(Stored data entries)
_ _ _
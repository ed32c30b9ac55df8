//! Error types for setup and configuration.
//!
//! Every failure the crate can report happens once, before steady-state
//! rendering begins. None of them are retried; the embedding application is
//! expected to report the message and exit.

use thiserror::Error;

/// Result type alias for fallible crate operations.
pub type Result<T> = std::result::Result<T, VoronoiError>;

/// Errors produced while configuring or provisioning a Voronoi render.
#[derive(Debug, Error)]
pub enum VoronoiError {
    /// The current OpenGL context does not meet the minimum version.
    #[error(
        "OpenGL context is too old (require {required_major}.{required_minor} core, \
         got {major}.{minor}{})",
        es_suffix(.embedded)
    )]
    ContextTooOld {
        /// Reported major version.
        major: u32,
        /// Reported minor version.
        minor: u32,
        /// Whether the context is an embedded (ES) context.
        embedded: bool,
        /// Minimum supported major version.
        required_major: u32,
        /// Minimum supported minor version.
        required_minor: u32,
    },

    /// A shader stage failed to compile. Carries the compiler log.
    #[error("shader compile error: {0}")]
    ShaderCompile(String),

    /// A shader program failed to link. Carries the linker log.
    #[error("program link error: {0}")]
    ProgramLink(String),

    /// A uniform the renderer depends on is absent from a linked program.
    #[error("uniform `{0}` missing from shader program")]
    MissingUniform(&'static str),

    /// The driver refused to create a GL object.
    #[error("GL resource creation failed: {0}")]
    Resource(String),

    /// The color/depth attachment combination was rejected by the driver.
    #[error("framebuffer is incomplete (status {0:#06x})")]
    IncompleteFramebuffer(u32),

    /// The cone tessellation has fewer than three segments.
    #[error("cone resolution must be at least 3, got {0}")]
    ConeResolution(usize),

    /// A site coordinate is not a finite value in `[-1, 1]`.
    #[error("site {index} at ({x}, {y}) lies outside [-1, 1]")]
    SiteOutOfRange {
        /// Ordinal of the offending site.
        index: usize,
        /// Its x coordinate.
        x: f32,
        /// Its y coordinate.
        y: f32,
    },

    /// More sites than a 24-bit label can distinguish.
    #[error("{count} sites exceed the {max} labels a 24-bit color can encode")]
    TooManySites {
        /// Requested site count.
        count: usize,
        /// Largest encodable label count.
        max: u32,
    },

    /// A configuration value is out of its valid range.
    #[error("invalid configuration: {0}")]
    InvalidConfig(String),

    /// A configuration file is not valid TOML for [`VoronoiConfig`].
    ///
    /// [`VoronoiConfig`]: crate::VoronoiConfig
    #[error("failed to parse configuration: {0}")]
    ConfigParse(#[from] toml::de::Error),

    /// Generic I/O failure while reading configuration.
    #[error(transparent)]
    Io(#[from] std::io::Error),
}

#[allow(clippy::trivially_copy_pass_by_ref)] // thiserror binds fields by reference
fn es_suffix(embedded: &bool) -> &'static str {
    if *embedded {
        " ES"
    } else {
        ""
    }
}

#[cfg(test)]
mod tests {
    use super::*;

    #[test]
    fn context_too_old_mentions_both_versions() {
        let err = VoronoiError::ContextTooOld {
            major: 2,
            minor: 1,
            embedded: false,
            required_major: 3,
            required_minor: 3,
        };
        assert_eq!(
            err.to_string(),
            "OpenGL context is too old (require 3.3 core, got 2.1)"
        );
    }

    #[test]
    fn embedded_context_is_flagged() {
        let err = VoronoiError::ContextTooOld {
            major: 3,
            minor: 0,
            embedded: true,
            required_major: 3,
            required_minor: 3,
        };
        assert!(err.to_string().ends_with("got 3.0 ES)"));
    }

    #[test]
    fn incomplete_framebuffer_formats_status_as_hex() {
        let err = VoronoiError::IncompleteFramebuffer(0x8CDD);
        assert_eq!(err.to_string(), "framebuffer is incomplete (status 0x8cdd)");
    }
}
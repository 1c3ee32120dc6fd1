//! # farview-core
//!
//! Shared infrastructure for the FarView protocol crates.

pub mod diagnostics;
//! VNC/RFB crate: sub-modules.

pub mod auth;
pub mod diagnostics;
pub mod encoding;
pub mod errors;
pub mod framebuffer;
pub mod handshake;
pub mod protocol;
pub mod service;
pub mod session;
pub mod stream;
pub mod types;

// Re-export top-level items for convenience.
pub use errors::VncError;
pub use framebuffer::{Frame, PixelBuffer};
pub use service::{VncService, VncServiceState};
pub use session::VncSessionHandle;
pub use types::*;
//! RFB protocol message builders and parsers.
//!
//! Client → Server and Server → Client message framing per RFC 6143.
//! All multi-byte integers are big-endian.

use crate::vnc::errors::VncError;
use crate::vnc::types::{PixelFormat, Rectangle};

/// Length of the protocol-version banner.
pub const VERSION_LEN: usize = 12;

/// Prefix every RFB version banner starts with.
pub const VERSION_PREFIX: &[u8; 4] = b"RFB ";

/// Client-to-server message type codes (§7.5).
pub mod client_msg {
    pub const SET_PIXEL_FORMAT: u8 = 0;
    pub const SET_ENCODINGS: u8 = 2;
    pub const FRAMEBUFFER_UPDATE_REQUEST: u8 = 3;
    pub const KEY_EVENT: u8 = 4;
    pub const POINTER_EVENT: u8 = 5;
}

/// Server-to-client message type codes (§7.6).
pub mod server_msg {
    pub const FRAMEBUFFER_UPDATE: u8 = 0;
    pub const SET_COLOUR_MAP_ENTRIES: u8 = 1;
    pub const BELL: u8 = 2;
    pub const SERVER_CUT_TEXT: u8 = 3;
}

/// RFB security type codes (§7.1.2).
pub mod security {
    pub const NONE: u8 = 1;
    pub const VNC_AUTH: u8 = 2;
}

// ── Client → Server message builders ────────────────────────────────────

/// Build the 1-byte ClientInit message.  `shared` = allow other clients.
pub fn build_client_init(shared: bool) -> [u8; 1] {
    [shared as u8]
}

/// Build SetEncodings (§7.5.2): 1 byte type + 1 padding + count + 4 bytes
/// per encoding, most preferred first.
pub fn build_set_encodings(encodings: &[i32]) -> Vec<u8> {
    let mut buf = Vec::with_capacity(4 + encodings.len() * 4);
    buf.push(client_msg::SET_ENCODINGS);
    buf.push(0); // padding
    buf.extend_from_slice(&(encodings.len() as u16).to_be_bytes());
    for &enc in encodings {
        buf.extend_from_slice(&enc.to_be_bytes());
    }
    buf
}

/// Build FramebufferUpdateRequest (§7.5.3).
pub fn build_fb_update_request(incremental: bool, x: u16, y: u16, width: u16, height: u16) -> [u8; 10] {
    let mut msg = [0u8; 10];
    msg[0] = client_msg::FRAMEBUFFER_UPDATE_REQUEST;
    msg[1] = incremental as u8;
    msg[2..4].copy_from_slice(&x.to_be_bytes());
    msg[4..6].copy_from_slice(&y.to_be_bytes());
    msg[6..8].copy_from_slice(&width.to_be_bytes());
    msg[8..10].copy_from_slice(&height.to_be_bytes());
    msg
}

/// Build KeyEvent (§7.5.4).
pub fn build_key_event(down: bool, keysym: u32) -> [u8; 8] {
    let mut msg = [0u8; 8];
    msg[0] = client_msg::KEY_EVENT;
    msg[1] = down as u8;
    // 2..4 = padding
    msg[4..8].copy_from_slice(&keysym.to_be_bytes());
    msg
}

/// Build PointerEvent (§7.5.5).
pub fn build_pointer_event(button_mask: u8, x: u16, y: u16) -> [u8; 6] {
    let mut msg = [0u8; 6];
    msg[0] = client_msg::POINTER_EVENT;
    msg[1] = button_mask;
    msg[2..4].copy_from_slice(&x.to_be_bytes());
    msg[4..6].copy_from_slice(&y.to_be_bytes());
    msg
}

// ── Server → Client parsers ─────────────────────────────────────────────

/// Parse the fixed 24-byte head of ServerInit.
/// Returns (width, height, pixel format, name length).
pub fn parse_server_init_header(data: &[u8]) -> Result<(u16, u16, PixelFormat, usize), VncError> {
    if data.len() < 24 {
        return Err(VncError::protocol(format!(
            "ServerInit header too short: {} bytes",
            data.len()
        )));
    }
    let width = u16::from_be_bytes([data[0], data[1]]);
    let height = u16::from_be_bytes([data[2], data[3]]);
    let mut pf_bytes = [0u8; 16];
    pf_bytes.copy_from_slice(&data[4..20]);
    let pixel_format = PixelFormat::from_bytes(&pf_bytes);
    let name_len = u32::from_be_bytes([data[20], data[21], data[22], data[23]]) as usize;
    Ok((width, height, pixel_format, name_len))
}

/// Parse a framebuffer-update rectangle header (12 bytes).
pub fn parse_rect_header(data: &[u8]) -> Result<Rectangle, VncError> {
    if data.len() < 12 {
        return Err(VncError::protocol("rectangle header too short"));
    }
    Ok(Rectangle {
        x: u16::from_be_bytes([data[0], data[1]]),
        y: u16::from_be_bytes([data[2], data[3]]),
        width: u16::from_be_bytes([data[4], data[5]]),
        height: u16::from_be_bytes([data[6], data[7]]),
        encoding: i32::from_be_bytes([data[8], data[9], data[10], data[11]]),
    })
}
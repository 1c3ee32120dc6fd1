//! VNC connection diagnostics.
//!
//! Multi-step probe against a VNC server, reporting the status of each
//! phase independently: DNS resolution, TCP connect, RFB version banner.
//! Uses the shared `farview_core::diagnostics` infrastructure.

use std::time::{Duration, Instant};

use farview_core::diagnostics::{self, DiagnosticReport, DiagnosticStep};

use crate::vnc::errors::VncError;
use crate::vnc::protocol::VERSION_PREFIX;

/// TCP connect timeout for diagnostics.
const DIAG_TCP_TIMEOUT: Duration = Duration::from_secs(5);

/// Banner read timeout; an RFB server speaks first.
const DIAG_BANNER_TIMEOUT: Duration = Duration::from_secs(5);

/// Run a deep diagnostic probe against a VNC server.
///
/// Never authenticates; it only establishes that an RFB service is
/// reachable and speaking.
pub async fn diagnose_connection(host: String, port: u16) -> Result<DiagnosticReport, VncError> {
    tokio::task::spawn_blocking(move || run_diagnostics(&host, port))
        .await
        .map_err(|e| VncError::transport(format!("diagnostic task failed: {e}")))
}

fn run_diagnostics(host: &str, port: u16) -> DiagnosticReport {
    let run_start = Instant::now();
    let mut steps: Vec<DiagnosticStep> = Vec::new();

    // ── Step 1: DNS resolution ───────────────────────────────────────
    let addr = match diagnostics::probe_dns(host, port, &mut steps) {
        Some(addr) => addr,
        None => return diagnostics::finish_report(host, port, "vnc", None, steps, run_start),
    };
    let resolved_ip = Some(addr.ip().to_string());

    // ── Step 2: TCP connect ──────────────────────────────────────────
    let stream = match diagnostics::probe_tcp(addr, DIAG_TCP_TIMEOUT, &mut steps) {
        Some(stream) => stream,
        None => {
            return diagnostics::finish_report(host, port, "vnc", resolved_ip, steps, run_start)
        }
    };

    // ── Step 3: RFB version banner ───────────────────────────────────
    let t = Instant::now();
    match diagnostics::probe_banner(&stream, DIAG_BANNER_TIMEOUT, "RFB Banner", &mut steps) {
        Some(banner) if banner.starts_with(VERSION_PREFIX) => {
            steps.push(
                DiagnosticStep::pass("RFB Version", "server speaks RFB", t).with_detail(
                    String::from_utf8_lossy(&banner).trim_end().to_string(),
                ),
            );
        }
        Some(_) => {
            steps.push(DiagnosticStep::fail(
                "RFB Version",
                "service answered but does not speak RFB",
                t,
            ));
        }
        None => {
            steps.push(DiagnosticStep::fail(
                "RFB Version",
                "no RFB banner received",
                t,
            ));
        }
    }

    diagnostics::finish_report(host, port, "vnc", resolved_ip, steps, run_start)
}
_ _ _
### REQUIREMENT
Above are the records; please copy exactly their first line and each line after it through the line containing "fallible crate operations.", and no line after that.

### PROBLEM SOLUTION
repository ed32c30b9ac55df8
//! Error types for setup and configuration.
//!
//! Every failure the crate can report happens once, before steady-state
//! rendering begins. None of them are retried; the embedding application is
//! expected to report the message and exit.

use thiserror::Error;

/// Result type alias for fallible crate operations.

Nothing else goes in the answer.